2012-03-06
During the Two Sessions, standing committee member of the CPPCC, board chairman of Tongwei Group Liu Hanyuan made a proposal to vigorously develop non-governmental financial industry, and effectively relieve financing difficulties for private companies.
During the interview, Mr. Liu said, since the reform and opening up, China’s private economy has experienced gradual growth, and has greatly affected China’s economic development with significant contributions. As of September, 2011, China has over 9 million registered private companies with a total registered capital of 25 trillion. Private economy has accounted for over70% of China’s GDP, and even 80% at some coastal areas. 70% - 80% of China’s economic increment comes from private economy. Since 2000, China’s private economy revenue has been keeping a growth rate of over 40%. The taxpaying from private companies account for 60% of China’s total revenue. Private companies created over 90% jobs as the major channel for over 100 million migrant workers and over 1 million college graduates.
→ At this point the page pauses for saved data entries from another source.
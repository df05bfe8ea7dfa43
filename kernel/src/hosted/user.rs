//! User side of the syscall interface.
//!
//! A [`UserEnv`] is what a hosted program sees: its arguments, its stack,
//! and wrappers that marshal arguments into user memory, build a
//! trapframe and trap into [`syscall::dispatch`]. Buffers the kernel must
//! read or fill are placed on the user stack below the stack pointer.

use alloc::boxed::Box;
use alloc::string::String;
use alloc::sync::Arc;
use alloc::vec;
use alloc::vec::Vec;

use storage::OpenFlags;

use super::machine::HostMachine;
use crate::error::{Errno, KResult};
use crate::process::status::SIGSEGV;
use crate::process::{ExitStatus, Process, ProcessId, TrapFrame, WaitOptions};
use crate::syscall::{self, SyscallNumber};
use crate::system::Kernel;
use crate::vm::{UserPtr, WORD_SIZE};

/// Bump allocator for call arguments, growing down from the stack pointer.
struct Scratch {
    next: u64,
}

impl Scratch {
    fn below(sp: UserPtr) -> Self {
        Self { next: sp.addr() }
    }

    fn reserve(&mut self, len: usize) -> KResult<UserPtr> {
        let size = (len as u64 + WORD_SIZE as u64) & !(WORD_SIZE as u64 - 1);
        self.next = self.next.checked_sub(size).ok_or(Errno::EFAULT)?;
        Ok(UserPtr(self.next))
    }
}

/// A running hosted program.
pub struct UserEnv<'m> {
    kernel: Arc<Kernel>,
    machine: &'m HostMachine,
    sp: UserPtr,
    argc: usize,
    argv: UserPtr,
}

impl<'m> UserEnv<'m> {
    pub(crate) fn new(
        kernel: Arc<Kernel>,
        machine: &'m HostMachine,
        sp: UserPtr,
        argc: usize,
        argv: UserPtr,
    ) -> Self {
        Self {
            kernel,
            machine,
            sp,
            argc,
            argv,
        }
    }

    /// The kernel this program runs on.
    pub fn kernel(&self) -> &Arc<Kernel> {
        &self.kernel
    }

    /// Argument count passed at startup.
    pub fn argc(&self) -> usize {
        self.argc
    }

    /// User address of the argument pointer array.
    pub fn argv(&self) -> UserPtr {
        self.argv
    }

    /// Stack pointer at startup (or at the fork).
    pub fn stack_pointer(&self) -> UserPtr {
        self.sp
    }

    fn process(&self) -> KResult<Arc<Process>> {
        self.kernel.current_process().ok_or(Errno::ESRCH)
    }

    // ── User memory ───────────────────────────────────────────

    /// Read `len` bytes of this program's memory.
    pub fn peek(&self, addr: UserPtr, len: usize) -> KResult<Vec<u8>> {
        let mut buf = vec![0u8; len];
        self.process()?
            .with_space(|space| space.copy_in(addr, &mut buf))
            .unwrap_or(Err(Errno::EFAULT))?;
        Ok(buf)
    }

    /// Write `data` into this program's memory.
    pub fn poke(&self, addr: UserPtr, data: &[u8]) -> KResult<()> {
        self.process()?
            .with_space(|space| space.copy_out(data, addr))
            .unwrap_or(Err(Errno::EFAULT))
    }

    fn peek_word(&self, addr: UserPtr) -> KResult<u64> {
        let mut raw = [0u8; WORD_SIZE];
        raw.copy_from_slice(&self.peek(addr, WORD_SIZE)?);
        Ok(u64::from_le_bytes(raw))
    }

    /// Read the NUL-terminated string at `addr`.
    pub fn peek_str(&self, addr: UserPtr) -> KResult<String> {
        let max = self.kernel.config().arg_max;
        self.process()?
            .with_space(|space| space.copy_in_str(addr, max))
            .unwrap_or(Err(Errno::EFAULT))
    }

    /// `argv[0..argc]` as user addresses. `EINVAL` if `argv[argc]` is not NULL.
    pub fn argv_pointers(&self) -> KResult<Vec<UserPtr>> {
        let mut pointers = Vec::with_capacity(self.argc);
        for i in 0..self.argc {
            pointers.push(UserPtr(self.peek_word(self.argv.add(i * WORD_SIZE)?)?));
        }
        if self.peek_word(self.argv.add(self.argc * WORD_SIZE)?)? != 0 {
            return Err(Errno::EINVAL);
        }
        Ok(pointers)
    }

    /// The argument strings.
    pub fn args(&self) -> KResult<Vec<String>> {
        self.argv_pointers()?
            .into_iter()
            .map(|ptr| self.peek_str(ptr))
            .collect()
    }

    fn push_bytes(&self, scratch: &mut Scratch, data: &[u8]) -> KResult<UserPtr> {
        let at = scratch.reserve(data.len())?;
        self.poke(at, data)?;
        Ok(at)
    }

    fn push_str(&self, scratch: &mut Scratch, s: &str) -> KResult<UserPtr> {
        let at = scratch.reserve(s.len() + 1)?;
        self.poke(at, s.as_bytes())?;
        self.poke(at.add(s.len())?, &[0])?;
        Ok(at)
    }

    // ── Traps ─────────────────────────────────────────────────

    /// Trap into the kernel with `frame`.
    pub fn trap(&mut self, frame: &mut TrapFrame) {
        frame.rsp = self.sp.addr();
        syscall::dispatch(&self.kernel, frame);
    }

    /// Issue syscall `nr` with raw register arguments.
    pub fn raw_syscall(&mut self, nr: u64, args: [u64; 6]) -> KResult<u64> {
        let mut frame = TrapFrame::for_syscall(nr, args);
        self.trap(&mut frame);
        frame.result()
    }

    fn call(&mut self, syscall: SyscallNumber, args: [u64; 6]) -> KResult<u64> {
        self.raw_syscall(syscall as u64, args)
    }

    /// open(2)
    pub fn open(&mut self, path: &str, flags: OpenFlags, mode: u16) -> KResult<i32> {
        let mut scratch = Scratch::below(self.sp);
        let path = self.push_str(&mut scratch, path)?;
        let fd = self.call(
            SyscallNumber::Open,
            [path.addr(), flags.bits() as u64, mode as u64, 0, 0, 0],
        )?;
        Ok(fd as i32)
    }

    /// close(2)
    pub fn close(&mut self, fd: i32) -> KResult<()> {
        self.call(SyscallNumber::Close, [fd as u64, 0, 0, 0, 0, 0])?;
        Ok(())
    }

    /// read(2)
    pub fn read(&mut self, fd: i32, buf: &mut [u8]) -> KResult<usize> {
        let mut scratch = Scratch::below(self.sp);
        let at = scratch.reserve(buf.len())?;
        let count = self.call(
            SyscallNumber::Read,
            [fd as u64, at.addr(), buf.len() as u64, 0, 0, 0],
        )? as usize;
        buf[..count].copy_from_slice(&self.peek(at, count)?);
        Ok(count)
    }

    /// write(2)
    pub fn write(&mut self, fd: i32, data: &[u8]) -> KResult<usize> {
        let mut scratch = Scratch::below(self.sp);
        let at = self.push_bytes(&mut scratch, data)?;
        let count = self.call(
            SyscallNumber::Write,
            [fd as u64, at.addr(), data.len() as u64, 0, 0, 0],
        )?;
        Ok(count as usize)
    }

    /// Write `text` to standard output.
    pub fn print(&mut self, text: &str) -> KResult<usize> {
        self.write(1, text.as_bytes())
    }

    /// lseek(2)
    pub fn lseek(&mut self, fd: i32, offset: i64, whence: i32) -> KResult<u64> {
        self.call(
            SyscallNumber::Lseek,
            [fd as u64, offset as u64, whence as u64, 0, 0, 0],
        )
    }

    /// dup2(2)
    pub fn dup2(&mut self, old: i32, new: i32) -> KResult<i32> {
        let fd = self.call(SyscallNumber::Dup2, [old as u64, new as u64, 0, 0, 0, 0])?;
        Ok(fd as i32)
    }

    /// getpid(2)
    pub fn getpid(&mut self) -> KResult<ProcessId> {
        let pid = self.call(SyscallNumber::Getpid, [0; 6])?;
        Ok(ProcessId(pid as u32))
    }

    /// fork(2). The child runs `child` and exits with its return value;
    /// the parent gets the child's pid.
    pub fn fork<F>(&mut self, child: F) -> KResult<ProcessId>
    where
        F: FnOnce(&mut UserEnv<'_>) -> i32 + Send + 'static,
    {
        let token = self
            .machine
            .park_continuation(Box::new(child), self.argc, self.argv);
        let mut frame = TrapFrame::for_syscall(SyscallNumber::Fork as u64, [0; 6]);
        frame.rip = token;
        self.trap(&mut frame);
        match frame.result() {
            Ok(pid) => Ok(ProcessId(pid as u32)),
            Err(e) => {
                self.machine.drop_continuation(token);
                Err(e)
            }
        }
    }

    /// execv(2). Returns only on failure.
    pub fn execv(&mut self, path: &str, args: &[&str]) -> Errno {
        match self.execv_inner(path, args) {
            Ok(()) => Errno::EINVAL,
            Err(e) => e,
        }
    }

    fn execv_inner(&mut self, path: &str, args: &[&str]) -> KResult<()> {
        let mut scratch = Scratch::below(self.sp);
        let mut pointers = Vec::with_capacity(args.len() + 1);
        for arg in args {
            pointers.push(self.push_str(&mut scratch, arg)?.addr());
        }
        pointers.push(0);
        let array: Vec<u8> = pointers.iter().flat_map(|p| p.to_le_bytes()).collect();
        let argv = self.push_bytes(&mut scratch, &array)?;
        let path = self.push_str(&mut scratch, path)?;
        self.call(SyscallNumber::Execv, [path.addr(), argv.addr(), 0, 0, 0, 0])?;
        Ok(())
    }

    /// _exit(2)
    pub fn exit(&mut self, code: i32) -> ! {
        let _ = self.call(SyscallNumber::Exit, [code as u64, 0, 0, 0, 0, 0]);
        self.kernel.scheduler().exit_thread()
    }

    /// Die as if by an unhandled memory fault.
    pub fn crash(&mut self) -> ! {
        match self.process() {
            Ok(process) => self.kernel.fatal(&process, SIGSEGV),
            Err(_) => self.kernel.scheduler().exit_thread(),
        }
    }

    /// waitpid(2). `Ok(None)` is the `WNOHANG` "still running" answer.
    pub fn waitpid(
        &mut self,
        pid: ProcessId,
        options: WaitOptions,
    ) -> KResult<Option<(ProcessId, ExitStatus)>> {
        let mut scratch = Scratch::below(self.sp);
        let status = scratch.reserve(4)?;
        let reaped = self.call(
            SyscallNumber::Waitpid,
            [pid.as_raw() as u64, status.addr(), options.bits() as u64, 0, 0, 0],
        )?;
        if reaped == 0 {
            return Ok(None);
        }
        let mut raw = [0u8; 4];
        raw.copy_from_slice(&self.peek(status, 4)?);
        Ok(Some((ProcessId(reaped as u32), ExitStatus::from_raw(i32::from_le_bytes(raw)))))
    }

    /// waitpid(2) with raw arguments.
    pub fn waitpid_raw(&mut self, pid: i32, status: u64, options: u64) -> KResult<u64> {
        self.call(
            SyscallNumber::Waitpid,
            [pid as i64 as u64, status, options, 0, 0, 0],
        )
    }

    /// chdir(2)
    pub fn chdir(&mut self, path: &str) -> KResult<()> {
        let mut scratch = Scratch::below(self.sp);
        let path = self.push_str(&mut scratch, path)?;
        self.call(SyscallNumber::Chdir, [path.addr(), 0, 0, 0, 0, 0])?;
        Ok(())
    }

    /// __getcwd(2)
    pub fn getcwd(&mut self) -> KResult<String> {
        let len = self.kernel.config().path_max;
        let mut scratch = Scratch::below(self.sp);
        let buf = scratch.reserve(len)?;
        let count = self.call(SyscallNumber::Getcwd, [buf.addr(), len as u64, 0, 0, 0, 0])?;
        String::from_utf8(self.peek(buf, count as usize)?).map_err(|_| Errno::EINVAL)
    }

    /// mkdir(2)
    pub fn mkdir(&mut self, path: &str, mode: u16) -> KResult<()> {
        let mut scratch = Scratch::below(self.sp);
        let path = self.push_str(&mut scratch, path)?;
        self.call(SyscallNumber::Mkdir, [path.addr(), mode as u64, 0, 0, 0, 0])?;
        Ok(())
    }
}
//! Open-file handles.
//!
//! An `OpenFile` is what `open` creates and what descriptors point at.
//! Several descriptors (after `dup2`) and several processes (after
//! `fork`) may share one handle through `Arc`; they then share its
//! offset. The vnode is closed when the last `Arc` goes away.

use alloc::boxed::Box;
use alloc::string::String;
use alloc::sync::Arc;

use storage::{AccessMode, FileSystem, OpenFlags, Vnode};

use crate::error::{Errno, KResult};
use crate::sync::Mutex;
use crate::thread::Scheduler;

/// Origin of an `lseek`.
#[derive(Debug, Clone, Copy, PartialEq, Eq)]
pub enum Whence {
    /// SEEK_SET: from the start of the file.
    Set,
    /// SEEK_CUR: from the current offset.
    Current,
    /// SEEK_END: from the end of the file.
    End,
}

impl Whence {
    /// Decode the raw `whence` argument.
    pub fn from_raw(raw: i32) -> KResult<Self> {
        match raw {
            0 => Ok(Whence::Set),
            1 => Ok(Whence::Current),
            2 => Ok(Whence::End),
            _ => Err(Errno::EINVAL),
        }
    }
}

/// A shared open file.
pub struct OpenFile {
    path: String,
    vnode: Box<dyn Vnode>,
    access: AccessMode,
    append: bool,
    offset: Mutex<u64>,
}

impl OpenFile {
    /// Open `path` (already resolved) through `fs`.
    pub fn open(
        fs: &dyn FileSystem,
        path: &str,
        flags: OpenFlags,
        mode: u16,
        sched: Arc<dyn Scheduler>,
    ) -> KResult<Arc<Self>> {
        let access = flags.access_mode()?;
        let vnode = fs.open(path, flags, mode)?;
        Ok(Arc::new(Self {
            path: String::from(path),
            vnode,
            access,
            append: flags.contains(OpenFlags::APPEND),
            offset: Mutex::new("file_offset", 0, sched),
        }))
    }

    /// Path the handle was opened with.
    pub fn path(&self) -> &str {
        &self.path
    }

    /// Access mode.
    pub fn access(&self) -> AccessMode {
        self.access
    }

    /// Current offset.
    pub fn offset(&self) -> u64 {
        *self.offset.lock()
    }

    /// Number of descriptors (in any table) referring to this handle.
    pub fn references(self: &Arc<Self>) -> usize {
        Arc::strong_count(self)
    }

    /// Read at the current offset and advance it.
    pub fn read(&self, buffer: &mut [u8]) -> KResult<usize> {
        if !self.access.can_read() {
            return Err(Errno::EBADF);
        }
        let mut offset = self.offset.lock();
        let count = self.vnode.read_at(*offset, buffer)?;
        if self.vnode.is_seekable() {
            *offset += count as u64;
        }
        Ok(count)
    }

    /// Write at the current offset (the end, with `O_APPEND`) and advance it.
    pub fn write(&self, data: &[u8]) -> KResult<usize> {
        if !self.access.can_write() {
            return Err(Errno::EBADF);
        }
        let mut offset = self.offset.lock();
        if self.append {
            *offset = self.vnode.stat()?.size;
        }
        let count = self.vnode.write_at(*offset, data)?;
        if self.vnode.is_seekable() {
            *offset += count as u64;
        }
        Ok(count)
    }

    /// Move the offset; returns the new offset.
    pub fn seek(&self, pos: i64, whence: Whence) -> KResult<u64> {
        if !self.vnode.is_seekable() {
            return Err(Errno::ESPIPE);
        }
        let mut offset = self.offset.lock();
        let base = match whence {
            Whence::Set => 0,
            Whence::Current => *offset as i64,
            Whence::End => self.vnode.stat()?.size as i64,
        };
        let target = base.checked_add(pos).ok_or(Errno::EINVAL)?;
        if target < 0 {
            return Err(Errno::EINVAL);
        }
        *offset = target as u64;
        Ok(*offset)
    }
}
Mr. Liu suggested speeding up the mechanism creativity of non-government finance. May, 2010, the State Council issued the Several Opinions of the State Council on Encouraging, Supporting and Guiding the Development of Individual, Private and Other Non-public Sectors of the Economy.It is necessary to further enlarge the fields and scope of private investment, thoroughly implement a series of policies and measures, encourage and guide the entry of private capital into the industries and fields where such entry is not explicitly forbidden by a law or regulation. It is important to clearly define the scope of government investment. Government investment shall be mainly made in the economic and social fields which relate to the national security and where resources cannot be allocated effectively through market. We shall encourage and support the entry of private capital in the infrastructure, municipal works and other public service fields where market operations are practicable. We shall further adjust the layout and structure of the state-owned economy. The emphasis of investment of state-owned capital shall be placed on constantly strengthening and consolidating the key industries and crucial fields relating to the lifeline of the national economy. We shall create broader market space for private capital in the ordinary competitive fields. We shall actively boost reform in the fields of medicine, education and other social undertakings. We shall regard privately-run social undertakings as an important supplement to the development of public undertakings, and by making overall plans and rational layout, speed up the nurture and formation of a public service system with the government investment playing a dominant role and the private investment playing an ancillary role.
We shall regulate the access threshold of investment and create a market environment of fair competition and equal access. The standards for market access and preferential and supportive policies shall be open and transparent. Various investors shall be treated equally. No extra conditions shall be set exclusively for the private capital.
Additionally, Mr. Liu said, Moneylenders’ Ordinance shall be consummated and unveiled. Compared to financial institutions, private money lenders could satisfy the financial demands of small, medium, and micro business more flexibly and effectively.